'ÖVP hat nichts gegen Fischer vorzubringen'
Heinrich Neisser kritisiert die eigene Partei
- Ehemaliger NR-Präsident tritt Personenkomitee bei
- NEWS: Neisser gegen Empfehlung zum Weiß-Wählen

Heinrich Neisser, unbeugsamer Intellektueller in der ÖVP und ehemals 2. Nationalratspräsident, ist neu im Personenkomitee Heinz Fischers. In der aktuellen Ausgabe des Nachrichtenmagazins NEWS rügt er seine Partei für die Empfehlung, bei der Bundespräsidentschaftswahl "weiß" zu wählen. "Es ist kein demokratiepolitisches Desaster, wenn eine große Partei keinen Kandidaten aufstellt. Das Problematische ist das Verhalten nach dieser Entscheidung.

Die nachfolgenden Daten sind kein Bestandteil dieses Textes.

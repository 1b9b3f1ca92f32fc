//! HTML rewriting forward proxy.
//!
//! # Architecture Overview
//!
//! ```text
//!     Client Request
//!     ─────────────────▶ http::server ──▶ http::dispatch ──▶ upstream::fetcher ──▶ Origin
//!                                              │
//!                                              │ text/html?
//!                                  ┌───────────┴───────────┐
//!                                  ▼ yes                   ▼ no
//!                         transform::pipeline        raw bytes
//!                    (parse → links → text → pretty)       │
//!                                  │                       │
//!     Client Response              ▼                       ▼
//!     ◀───────────────── http::response ◀──────────────────┘
//! ```

use std::path::PathBuf;

use clap::Parser;

use trademark_proxy::config::{load_config, validate_config, ConfigError, ProxyConfig};
use trademark_proxy::lifecycle;
use trademark_proxy::observability::logging::init_logging;

#[derive(Parser, Debug)]
#[command(name = "trademark-proxy", version)]
#[command(about = "Forward proxy that rewrites HTML from a single origin", long_about = None)]
struct Cli {
    /// TOML configuration file; defaults are used when omitted.
    #[arg(short, long)]
    config: Option<PathBuf>,

    /// Override `listener.bind_address`.
    #[arg(long)]
    bind: Option<String>,

    /// Override `upstream.origin`.
    #[arg(long)]
    origin: Option<String>,
}

#[tokio::main]
async fn main() -> Result<(), Box<dyn std::error::Error>> {
    let cli = Cli::parse();

    let mut config = match &cli.config {
        Some(path) => load_config(path)?,
        None => ProxyConfig::default(),
    };
    if let Some(bind) = cli.bind {
        config.listener.bind_address = bind;
    }
    if let Some(origin) = cli.origin {
        config.upstream.origin = origin;
    }
    validate_config(&config).map_err(ConfigError::Validation)?;

    init_logging(&config.observability);

    tracing::info!(
        version = env!("CARGO_PKG_VERSION"),
        bind_address = %config.listener.bind_address,
        origin = %config.upstream.origin,
        upstream_timeout_ms = config.upstream.timeout_ms,
        word_length = config.transform.word_length,
        "Configuration loaded"
    );

    lifecycle::run(config).await?;
    Ok(())
}
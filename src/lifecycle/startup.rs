//! Startup orchestration.
//!
//! # Responsibilities
//! - Initialize subsystems in dependency order
//! - Start the metrics endpoint when enabled
//! - Bind the listener and begin accepting traffic
//!
//! # Design Decisions
//! - Fail fast: any startup error is fatal
//! - Listeners start last (traffic only when ready)

use std::net::SocketAddr;

use thiserror::Error;
use tokio::net::TcpListener;

use crate::config::ProxyConfig;
use crate::http::HttpServer;
use crate::lifecycle::shutdown::Shutdown;
use crate::lifecycle::signals::wait_for_signal;
use crate::observability::metrics;

/// Errors that abort startup.
#[derive(Debug, Error)]
pub enum StartupError {
    /// The upstream HTTP client could not be built.
    #[error("failed to build upstream client: {0}")]
    Client(#[from] reqwest::Error),

    /// The word pattern derived from the transform config did not compile.
    #[error("invalid word pattern: {0}")]
    Pattern(#[from] regex::Error),

    #[error("failed to bind {address}: {source}")]
    Bind {
        address: String,
        #[source]
        source: std::io::Error,
    },

    #[error("server error: {0}")]
    Serve(#[source] std::io::Error),
}

/// Build every subsystem from `config` and serve until a shutdown signal.
pub async fn run(config: ProxyConfig) -> Result<(), StartupError> {
    if config.observability.metrics_enabled {
        match config.observability.metrics_address.parse::<SocketAddr>() {
            Ok(addr) => {
                if let Err(e) = metrics::init_metrics(addr) {
                    tracing::error!(error = %e, "Failed to install metrics exporter");
                }
            }
            Err(_) => tracing::error!(
                metrics_address = %config.observability.metrics_address,
                "Failed to parse metrics address"
            ),
        }
    }

    let server = HttpServer::new(config.clone())?;

    let listener = TcpListener::bind(&config.listener.bind_address)
        .await
        .map_err(|source| StartupError::Bind {
            address: config.listener.bind_address.clone(),
            source,
        })?;
    if let Ok(local_addr) = listener.local_addr() {
        tracing::info!(address = %local_addr, "Listening for connections");
    }

    let shutdown = Shutdown::new();
    let server_shutdown = shutdown.subscribe();
    tokio::spawn(async move {
        wait_for_signal().await;
        shutdown.trigger();
    });

    server
        .run(listener, server_shutdown)
        .await
        .map_err(StartupError::Serve)?;

    tracing::info!("Shutdown complete");
    Ok(())
}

Jeder kann weiß wählen, aber das von oben zu empfehlen, finde ich nicht gut." Und weiter: "Ich gehe davon aus, dass die ÖVP nichts Gravierendes gegen Fischer vorzubringen hat. Sonst wäre sie ja verpflichtet gewesen, eine Alternative zu bieten."
Ein weiteres Argument Neissers gegen das Weiß-Wählen: "Es wäre gut, wenn dieses Land zeigt, dass der Abstand zwischen Fischer und Rosenkranz möglichst groß ist. Ich möchte mir die Situation ersparen, dass ich im Ausland erklären muss, warum wir so sind."